_WHAT TO PRODUCE_
Down to the last character, write out the records below.

"""

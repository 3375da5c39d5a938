//! SVG sanitization
//!
//! Both renderer output and passthrough SVG from the backend are treated as
//! semi-trusted. Before display, active content is stripped: script and
//! embedding elements, inline event handlers and `javascript:` URLs.

use std::sync::LazyLock;

use regex::Regex;
use tracing::debug;

static ACTIVE_ELEMENTS: LazyLock<Regex> = LazyLock::new(|| {
    Regex::new(r"(?is)<(script|iframe|object|embed)\b[^>]*>.*?</(script|iframe|object|embed)\s*>")
        .expect("valid active element pattern")
});

static SELF_CLOSING_ACTIVE: LazyLock<Regex> = LazyLock::new(|| {
    Regex::new(r"(?is)<(script|iframe|object|embed)\b[^>]*/?>").expect("valid self-closing pattern")
});

static EVENT_HANDLERS: LazyLock<Regex> = LazyLock::new(|| {
    Regex::new(r#"(?i)\s+on[a-z]+\s*=\s*("[^"]*"|'[^']*'|[^\s>]+)"#)
        .expect("valid event handler pattern")
});

// Browsers accept `/` as an attribute separator, e.g. `<svg/onload=...>`
static SLASH_EVENT_HANDLERS: LazyLock<Regex> = LazyLock::new(|| {
    Regex::new(r#"(?i)(<[a-z][\w:.-]*|["'])/+on[a-z]+\s*=\s*("[^"]*"|'[^']*'|[^\s>]+)"#)
        .expect("valid slash event handler pattern")
});

static SCRIPT_URLS: LazyLock<Regex> = LazyLock::new(|| {
    Regex::new(
        r#"(?i)((?:xlink:)?href)\s*=\s*("\s*javascript:[^"]*"|'\s*javascript:[^']*'|javascript:[^\s>]*)"#,
    )
    .expect("valid script url pattern")
});

/// Remove handlers until none remain; each pass shortens the markup
fn strip_event_handlers(markup: &str) -> String {
    let mut current = markup.to_string();
    loop {
        let next = EVENT_HANDLERS.replace_all(&current, "");
        let next = SLASH_EVENT_HANDLERS.replace_all(&next, "${1}").into_owned();
        if next == current {
            return current;
        }
        current = next;
    }
}

/// Strip active content from SVG markup
///
/// Idempotent: sanitizing already-sanitized markup returns it unchanged.
pub fn sanitize_svg(markup: &str) -> String {
    let stripped = ACTIVE_ELEMENTS.replace_all(markup, "");
    let stripped = SELF_CLOSING_ACTIVE.replace_all(&stripped, "");
    let stripped = strip_event_handlers(&stripped);
    let stripped = SCRIPT_URLS.replace_all(&stripped, "${1}=\"#\"");

    if stripped.len() != markup.len() {
        debug!(
            before = markup.len(),
            after = stripped.len(),
            "Removed active content from SVG"
        );
    }
    stripped.into_owned()
}
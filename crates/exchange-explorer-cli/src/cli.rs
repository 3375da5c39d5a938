//! Command-line interface for the exchange explorer
//!
//! Lists and searches the exchange catalog and exports flowcharts as SVG.

use anyhow::{anyhow, Context, Result};
use clap::{Parser, Subcommand, ValueEnum};
use std::fs;
use std::io::{self, Read, Write};
use std::path::{Path, PathBuf};
use tracing::debug;

use crate::colorizer::{error_text, format_exchange, highlight_count};
use exchange_explorer::catalog::{match_summary, Listing};
use exchange_explorer::core::logging::init_logging;
use exchange_explorer::viewer::{SvgDownload, ViewerState};
use exchange_explorer::{filter, Direction, ExchangesResponse, Explorer, ExplorerConfig};

/// Exchange Explorer - browse message exchanges and their flowcharts
#[derive(Parser)]
#[command(name = "exchange-explorer")]
#[command(about = "List message exchanges and export their flowcharts as SVG")]
#[command(version = env!("CARGO_PKG_VERSION"))]
pub struct Cli {
    #[command(subcommand)]
    pub command: Commands,

    /// Base URL of the backend API (overrides EXPLORER_API_URL)
    #[arg(long, global = true)]
    pub api_url: Option<String>,

    /// Serve a built-in catalog instead of calling the backend
    #[arg(long, global = true)]
    pub mock: bool,

    /// Enable verbose output
    #[arg(short, long, global = true)]
    pub verbose: bool,

    /// Set log level (trace|debug|info|warn|error)
    #[arg(long, value_enum, default_value_t = LogLevel::Warn, global = true)]
    pub log_level: LogLevel,

    /// Set log format (compact|pretty|json)
    #[arg(long, value_enum, default_value_t = LogFormat::Compact, global = true)]
    pub log_format: LogFormat,
}

/// Log level options
#[derive(Copy, Clone, Debug, ValueEnum, PartialEq, Eq)]
pub enum LogLevel {
    Trace,
    Debug,
    Info,
    Warn,
    Error,
}

impl LogLevel {
    pub fn as_str(&self) -> &'static str {
        match self {
            LogLevel::Trace => "trace",
            LogLevel::Debug => "debug",
            LogLevel::Info => "info",
            LogLevel::Warn => "warn",
            LogLevel::Error => "error",
        }
    }
}

/// Log format options
#[derive(Copy, Clone, Debug, ValueEnum, PartialEq, Eq)]
pub enum LogFormat {
    Compact,
    Pretty,
    Json,
}

impl LogFormat {
    pub fn as_str(&self) -> &'static str {
        match self {
            LogFormat::Compact => "compact",
            LogFormat::Pretty => "pretty",
            LogFormat::Json => "json",
        }
    }
}
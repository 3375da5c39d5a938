//! Tests for logging initialization
//!
//! Only one global subscriber can be installed per process, so later calls
//! are expected to fail gracefully rather than panic.

use exchange_explorer::core::logging::{init_logging, LogFormat, LOG_FORMAT_ENV, LOG_LEVEL_ENV};
use std::str::FromStr;

#[test]
fn test_log_format_parsing() {
    assert_eq!(LogFormat::from_str("compact").unwrap(), LogFormat::Compact);
    assert_eq!(LogFormat::from_str("Pretty").unwrap(), LogFormat::Pretty);
    assert_eq!(LogFormat::from_str("JSON").unwrap(), LogFormat::Json);
    assert!(LogFormat::from_str("xml").is_err());
}

#[test]
fn test_log_format_variants() {
    assert_eq!(LogFormat::variants(), &["compact", "pretty", "json"]);
}

#[test]
fn test_env_variable_names() {
    assert_eq!(LOG_LEVEL_ENV, "EXPLORER_LOG_LEVEL");
    assert_eq!(LOG_FORMAT_ENV, "EXPLORER_LOG_FORMAT");
}

#[test]
fn test_init_logging_with_levels_and_formats() {
    let _ = init_logging(Some("debug"), Some("compact"));
    let _ = init_logging(Some("warn"), Some("pretty"));
    let _ = init_logging(Some("off"), Some("json"));
    let _ = init_logging(None, None);
}

#[test]
fn test_init_logging_invalid_format() {
    let result = init_logging(Some("info"), Some("invalid_format"));
    assert!(result.is_err());
}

"""

_ANSWER SPACE_
repository 3375da5c39d5a938
//! SVG sanitization
//!
//! Both renderer output and passthrough SVG from the backend are treated as
//! semi-trusted. Before display, active content is stripped: script and
//! embedding elements, inline event handlers and `javascript:` URLs.

use std::sync::LazyLock;

use regex::Regex;
use tracing::debug;

static ACTIVE_ELEMENTS: LazyLock<Regex> = LazyLock::new(|| {
    Regex::new(r"(?is)<(script|iframe|object|embed)\b[^>]*>.*?</(script|iframe|object|embed)\s*>")
        .expect("valid active element pattern")
});

static SELF_CLOSING_ACTIVE: LazyLock<Regex> = LazyLock::new(|| {
    Regex::new(r"(?is)<(script|iframe|object|embed)\b[^>]*/?>").expect("valid self-closing pattern")
});

static EVENT_HANDLERS: LazyLock<Regex> = LazyLock::new(|| {
    Regex::new(r#"(?i)\s+on[a-z]+\s*=\s*("[^"]*"|'[^']*'|[^\s>]+)"#)
        .expect("valid event handler pattern")
});

// Browsers accept `/` as an attribute separator, e.g. `<svg/onload=...>`
static SLASH_EVENT_HANDLERS: LazyLock<Regex> = LazyLock::new(|| {
    Regex::new(r#"(?i)(<[a-z][\w:.-]*|["'])/+on[a-z]+\s*=\s*("[^"]*"|'[^']*'|[^\s>]+)"#)
        .expect("valid slash event handler pattern")
});

static SCRIPT_URLS: LazyLock<Regex> = LazyLock::new(|| {
    Regex::new(
        r#"(?i)((?:xlink:)?href)\s*=\s*("\s*javascript:[^"]*"|'\s*javascript:[^']*'|javascript:[^\s>]*)"#,
    )
    .expect("valid script url pattern")
});

/// Remove handlers until none remain; each pass shortens the markup
fn strip_event_handlers(markup: &str) -> String {
    let mut current = markup.to_string();
    loop {
        let next = EVENT_HANDLERS.replace_all(&current, "");
        let next = SLASH_EVENT_HANDLERS.replace_all(&next, "${1}").into_owned();
        if next == current {
            return current;
        }
        current = next;
    }
}

/// Strip active content from SVG markup
///
/// Idempotent: sanitizing already-sanitized markup returns it unchanged.
pub fn sanitize_svg(markup: &str) -> String {
    let stripped = ACTIVE_ELEMENTS.replace_all(markup, "");
    let stripped = SELF_CLOSING_ACTIVE.replace_all(&stripped, "");
    let stripped = strip_event_handlers(&stripped);
    let stripped = SCRIPT_URLS.replace_all(&stripped, "${1}=\"#\"");

    if stripped.len() != markup.len() {
        debug!(
            before = markup.len(),
            after = stripped.len(),
            "Removed active content from SVG"
        );
    }
    stripped.into_owned()
}
filename crates/exchange-explorer-cli/src/cli.rs
repository 3375da5c39d5a938
//! Command-line interface for the exchange explorer
//!
//! Lists and searches the exchange catalog and exports flowcharts as SVG.

use anyhow::{anyhow, Context, Result};
use clap::{Parser, Subcommand, ValueEnum};
use std::fs;
use std::io::{self, Read, Write};
use std::path::{Path, PathBuf};
use tracing::debug;

use crate::colorizer::{error_text, format_exchange, highlight_count};
use exchange_explorer::catalog::{match_summary, Listing};
use exchange_explorer::core::logging::init_logging;
use exchange_explorer::viewer::{SvgDownload, ViewerState};
use exchange_explorer::{filter, Direction, ExchangesResponse, Explorer, ExplorerConfig};

/// Exchange Explorer - browse message exchanges and their flowcharts
#[derive(Parser)]
#[command(name = "exchange-explorer")]
#[command(about = "List message exchanges and export their flowcharts as SVG")]
#[command(version = env!("CARGO_PKG_VERSION"))]
pub struct Cli {
    #[command(subcommand)]
    pub command: Commands,

    /// Base URL of the backend API (overrides EXPLORER_API_URL)
    #[arg(long, global = true)]
    pub api_url: Option<String>,

    /// Serve a built-in catalog instead of calling the backend
    #[arg(long, global = true)]
    pub mock: bool,

    /// Enable verbose output
    #[arg(short, long, global = true)]
    pub verbose: bool,

    /// Set log level (trace|debug|info|warn|error)
    #[arg(long, value_enum, default_value_t = LogLevel::Warn, global = true)]
    pub log_level: LogLevel,

    /// Set log format (compact|pretty|json)
    #[arg(long, value_enum, default_value_t = LogFormat::Compact, global = true)]
    pub log_format: LogFormat,
}

/// Log level options
#[derive(Copy, Clone, Debug, ValueEnum, PartialEq, Eq)]
pub enum LogLevel {
    Trace,
    Debug,
    Info,
    Warn,
    Error,
}

impl LogLevel {
    pub fn as_str(&self) -> &'static str {
        match self {
            LogLevel::Trace => "trace",
            LogLevel::Debug => "debug",
            LogLevel::Info => "info",
            LogLevel::Warn => "warn",
            LogLevel::Error => "error",
        }
    }
}

/// Log format options
#[derive(Copy, Clone, Debug, ValueEnum, PartialEq, Eq)]
pub enum LogFormat {
    Compact,
    Pretty,
    Json,
}

impl LogFormat {
    pub fn as_str(&self) -> &'static str {
        match self {
            LogFormat::Compact => "compact",
            LogFormat::Pretty => "pretty",
            LogFormat::Json => "json",
        }
    }
}
repository 3375da5c39d5a938
//! Tests for logging initialization
//!
//! Only one global subscriber can be installed per process, so later calls
//! are expected to fail gracefully rather than panic.

use exchange_explorer::core::logging::{init_logging, LogFormat, LOG_FORMAT_ENV, LOG_LEVEL_ENV};
use std::str::FromStr;

#[test]
fn test_log_format_parsing() {
    assert_eq!(LogFormat::from_str("compact").unwrap(), LogFormat::Compact);
    assert_eq!(LogFormat::from_str("Pretty").unwrap(), LogFormat::Pretty);
    assert_eq!(LogFormat::from_str("JSON").unwrap(), LogFormat::Json);
    assert!(LogFormat::from_str("xml").is_err());
}

#[test]
fn test_log_format_variants() {
    assert_eq!(LogFormat::variants(), &["compact", "pretty", "json"]);
}

#[test]
fn test_env_variable_names() {
    assert_eq!(LOG_LEVEL_ENV, "EXPLORER_LOG_LEVEL");
    assert_eq!(LOG_FORMAT_ENV, "EXPLORER_LOG_FORMAT");
}

#[test]
fn test_init_logging_with_levels_and_formats() {
    let _ = init_logging(Some("debug"), Some("compact"));
    let _ = init_logging(Some("warn"), Some("pretty"));
    let _ = init_logging(Some("off"), Some("json"));
    let _ = init_logging(None, None);
}

#[test]
fn test_init_logging_invalid_format() {
    let result = init_logging(Some("info"), Some("invalid_format"));
    assert!(result.is_err());
}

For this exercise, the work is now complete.